Description of the task
Reproduce exactly the line with "pub fn run()" and all the lines beneath it, stopping only at the end of the material.

(Beginning of Record extracts)

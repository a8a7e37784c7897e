use schemars::schema_for;

use crate::model::CalculatorConfig;

/// JSON Schema for `CalculatorConfig`, pretty-printed.
pub fn get_schema_json() -> String {
    let schema = schema_for!(CalculatorConfig);
    serde_json::to_string_pretty(&schema).unwrap_or_else(|e| {
        serde_json::json!({ "error": format!("Serialization error: {e}") }).to_string()
    })
}

/// Generate and print the JSON Schema for `CalculatorConfig`.
pub fn run() -> anyhow::Result<()> {
    println!("{}", get_schema_json());
    Ok(())
}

(End of Record extracts)

Task result
pub fn run() -> anyhow::Result<()> {
    println!("{}", get_schema_json());
    Ok(())
}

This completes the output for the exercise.